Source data
BEGIN

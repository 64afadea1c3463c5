use std::collections::HashMap;
use std::fmt;

use tracing::{debug, info, warn};

use super::entity::{Entity, EntityId, EntityList, FrameContext};
use super::inventory::Inventory;
use super::rendering::{Rgba, Surface};
use super::Bounds;

pub const DEFAULT_BACKGROUND: Rgba = [24, 22, 30, 255];

#[derive(Debug, Clone, PartialEq)]
pub enum Background {
    Color(Rgba),
    Image(String),
}

impl Default for Background {
    fn default() -> Self {
        Self::Color(DEFAULT_BACKGROUND)
    }
}

type SceneInit = Box<dyn FnOnce(&mut Scene)>;

/// A named room: background plus entities in registration order.
pub struct Scene {
    name: String,
    background: Background,
    entities: EntityList,
    init: Option<SceneInit>,
    initialized: bool,
}

impl fmt::Debug for Scene {
    fn fmt(&self, f: &mut fmt::Formatter<'_>) -> fmt::Result {
        f.debug_struct("Scene")
            .field("name", &self.name)
            .field("background", &self.background)
            .field("entities", &self.entities)
            .field("initialized", &self.initialized)
            .finish()
    }
}

impl Scene {
    pub fn new(name: impl Into<String>, background: Background) -> Self {
        Self {
            name: name.into(),
            background,
            entities: EntityList::default(),
            init: None,
            initialized: false,
        }
    }

    /// Runs once, on the first activation. Later activations skip it.
    pub fn with_init(mut self, init: impl FnOnce(&mut Scene) + 'static) -> Self {
        self.init = Some(Box::new(init));
        self
    }

    pub fn add_entity(&mut self, entity: impl Entity + 'static) -> EntityId {
        self.add_boxed(Box::new(entity))
    }

    pub fn add_boxed(&mut self, entity: Box<dyn Entity>) -> EntityId {
        self.entities.add(entity)
    }

    pub fn remove_entity(&mut self, id: EntityId) -> Option<Box<dyn Entity>> {
        self.entities.remove(id)
    }

    pub fn entity(&self, id: EntityId) -> Option<&dyn Entity> {
        self.entities.get(id)
    }

    pub fn entities(&self) -> &EntityList {
        &self.entities
    }

    pub fn entity_count(&self) -> usize {
        self.entities.len()
    }

    pub fn name(&self) -> &str {
        &self.name
    }

    pub fn background(&self) -> &Background {
        &self.background
    }

    pub fn set_background(&mut self, background: Background) {
        self.background = background;
    }

    pub fn is_initialized(&self) -> bool {
        self.initialized
    }

    /// Returns true when this call ran the init hook.
    pub(crate) fn activate(&mut self) -> bool {
        if self.initialized {
            return false;
        }
        self.initialized = true;
        if let Some(init) = self.init.take() {
            init(self);
        }
        true
    }

    pub fn update(&mut self, dt_ms: f64, ctx: &mut FrameContext<'_>) {
        self.entities.update_all(dt_ms, ctx);
    }

    pub fn render(&self, surface: &mut dyn Surface) {
        let full = surface.full_rect();
        match &self.background {
            Background::Color(color) => surface.fill_rect(full, *color),
            Background::Image(key) => surface.draw_image(key, full),
        }
        self.entities.render_all(surface);
    }

    pub fn sync_with_inventory(&mut self, inventory: &Inventory) {
        self.entities.sync_with_inventory(inventory);
    }

    /// Bounds of every visible entity that blocks movement.
    pub fn obstacles(&self) -> Vec<Bounds> {
        self.entities
            .iter()
            .filter(|(_, entity)| entity.is_visible() && entity.blocks_movement())
            .map(|(_, entity)| entity.bounds())
            .collect()
    }
}

#[derive(Debug, Clone, Copy, PartialEq, Eq)]
pub enum SceneSwitch {
    Activated,
    AlreadyActive,
    Unknown,
}

/// Name-keyed scene registry with at most one active scene.
#[derive(Debug, Default)]
pub(crate) struct SceneMachine {
    scenes: HashMap<String, Scene>,
    active: Option<String>,
}

impl SceneMachine {
    /// Registers a scene under its own name. A duplicate name is rejected and
    /// the existing scene is kept.
    pub(crate) fn register(&mut self, scene: Scene) -> bool {
        if self.scenes.contains_key(scene.name()) {
            warn!(scene = %scene.name(), "scene_register_duplicate_ignored");
            return false;
        }
        debug!(
            scene = %scene.name(),
            entity_count = scene.entity_count(),
            "scene_registered"
        );
        self.scenes.insert(scene.name().to_string(), scene);
        true
    }

    pub(crate) fn switch_to(&mut self, name: &str) -> SceneSwitch {
        if self.active.as_deref() == Some(name) {
            return SceneSwitch::AlreadyActive;
        }
        let Some(scene) = self.scenes.get_mut(name) else {
            warn!(scene = name, "scene_switch_unknown_ignored");
            return SceneSwitch::Unknown;
        };
        let ran_init = scene.activate();
        info!(
            scene = name,
            ran_init,
            entity_count = scene.entity_count(),
            "scene_activated"
        );
        self.active = Some(name.to_string());
        SceneSwitch::Activated
    }

    pub(crate) fn active_name(&self) -> Option<&str> {
        self.active.as_deref()
    }

    pub(crate) fn active(&self) -> Option<&Scene> {
        self.active.as_ref().and_then(|name| self.scenes.get(name))
    }

    pub(crate) fn active_mut(&mut self) -> Option<&mut Scene> {
        let name = self.active.as_ref()?;
        self.scenes.get_mut(name)
    }

    pub(crate) fn get(&self, name: &str) -> Option<&Scene> {
        self.scenes.get(name)
    }

    pub(crate) fn get_mut(&mut self, name: &str) -> Option<&mut Scene> {
        self.scenes.get_mut(name)
    }

    pub(crate) fn contains(&self, name: &str) -> bool {
        self.scenes.contains_key(name)
    }

    pub(crate) fn len(&self) -> usize {
        self.scenes.len()
    }

    pub(crate) fn sync_with_inventory(&mut self, inventory: &Inventory) {
        for scene in self.scenes.values_mut() {
            scene.sync_with_inventory(inventory);
        }
    }
}
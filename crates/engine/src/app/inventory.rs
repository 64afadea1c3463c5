use serde::{Deserialize, Serialize};

pub const DEFAULT_INVENTORY_CAPACITY: usize = 10;

/// What happens when a held item is used from the inventory.
#[derive(Debug, Clone, Default, PartialEq, Eq, Serialize, Deserialize)]
#[serde(tag = "kind", rename_all = "snake_case")]
pub enum ItemAction {
    #[default]
    None,
    /// Shows the item's text as dialogue.
    Inspect,
    /// Presents a full-surface CG using the item's text as caption.
    ShowCg { image: String },
}

/// Immutable record describing an item, shared by the world entity and the
/// inventory slot it ends up in.
#[derive(Debug, Clone, PartialEq, Eq, Serialize, Deserialize)]
pub struct ItemDescription {
    pub name: String,
    pub icon: String,
    pub text: String,
    #[serde(default)]
    pub on_use: ItemAction,
    #[serde(default)]
    pub dialogue: Option<String>,
    #[serde(default)]
    pub duration_ms: Option<u64>,
}

impl ItemDescription {
    pub fn new(name: impl Into<String>, icon: impl Into<String>, text: impl Into<String>) -> Self {
        Self {
            name: name.into(),
            icon: icon.into(),
            text: text.into(),
            on_use: ItemAction::None,
            dialogue: None,
            duration_ms: None,
        }
    }

    pub fn with_on_use(mut self, on_use: ItemAction) -> Self {
        self.on_use = on_use;
        self
    }

    pub fn with_dialogue(mut self, dialogue: impl Into<String>) -> Self {
        self.dialogue = Some(dialogue.into());
        self
    }

    pub fn with_duration_ms(mut self, duration_ms: u64) -> Self {
        self.duration_ms = Some(duration_ms);
        self
    }
}

/// Bounded, insertion-ordered item list. Duplicates are allowed; callers that
/// care query [`Inventory::has_item`] first.
#[derive(Debug, Clone, PartialEq, Eq)]
pub struct Inventory {
    items: Vec<ItemDescription>,
    capacity: usize,
}

impl Default for Inventory {
    fn default() -> Self {
        Self::with_capacity(DEFAULT_INVENTORY_CAPACITY)
    }
}

impl Inventory {
    pub fn with_capacity(capacity: usize) -> Self {
        Self {
            items: Vec::with_capacity(capacity),
            capacity,
        }
    }

    /// Appends the item unless the inventory is full.
    #[must_use]
    pub fn add_item(&mut self, item: ItemDescription) -> bool {
        if self.is_full() {
            return false;
        }
        self.items.push(item);
        true
    }

    /// Removes the first item with `name`.
    pub fn remove_item(&mut self, name: &str) -> bool {
        match self.items.iter().position(|item| item.name == name) {
            Some(index) => {
                self.items.remove(index);
                true
            }
            None => false,
        }
    }

    pub fn has_item(&self, name: &str) -> bool {
        self.items.iter().any(|item| item.name == name)
    }

    pub fn find(&self, name: &str) -> Option<&ItemDescription> {
        self.items.iter().find(|item| item.name == name)
    }

    /// Looks up the use action of a held item. Using an item never consumes it.
    pub fn use_item(&self, name: &str) -> Option<ItemAction> {
        self.find(name).map(|item| item.on_use.clone())
    }

    pub fn get(&self, index: usize) -> Option<&ItemDescription> {
        self.items.get(index)
    }

    pub fn items(&self) -> &[ItemDescription] {
        &self.items
    }

    pub fn len(&self) -> usize {
        self.items.len()
    }

    pub fn is_empty(&self) -> bool {
        self.items.is_empty()
    }

    pub fn capacity(&self) -> usize {
        self.capacity
    }

    pub fn is_full(&self) -> bool {
        self.items.len() >= self.capacity
    }

    /// Replaces the contents, dropping anything past capacity. Returns how
    /// many items were dropped.
    pub fn replace_all(&mut self, items: Vec<ItemDescription>) -> usize {
        let dropped = items.len().saturating_sub(self.capacity);
        self.items = items;
        self.items.truncate(self.capacity);
        dropped
    }

    pub fn clear(&mut self) {
        self.items.clear();
    }
}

END

**Problem details:** Look through the entries above and report each line where the string "bool" occurs.

**Task answer:**
    initialized: bool,
    pub fn is_initialized(&self) -> bool {
    pub(crate) fn activate(&mut self) -> bool {
    pub(crate) fn register(&mut self, scene: Scene) -> bool {
    pub(crate) fn contains(&self, name: &str) -> bool {
    pub fn add_item(&mut self, item: ItemDescription) -> bool {
    pub fn remove_item(&mut self, name: &str) -> bool {
    pub fn has_item(&self, name: &str) -> bool {
    pub fn is_empty(&self) -> bool {
    pub fn is_full(&self) -> bool {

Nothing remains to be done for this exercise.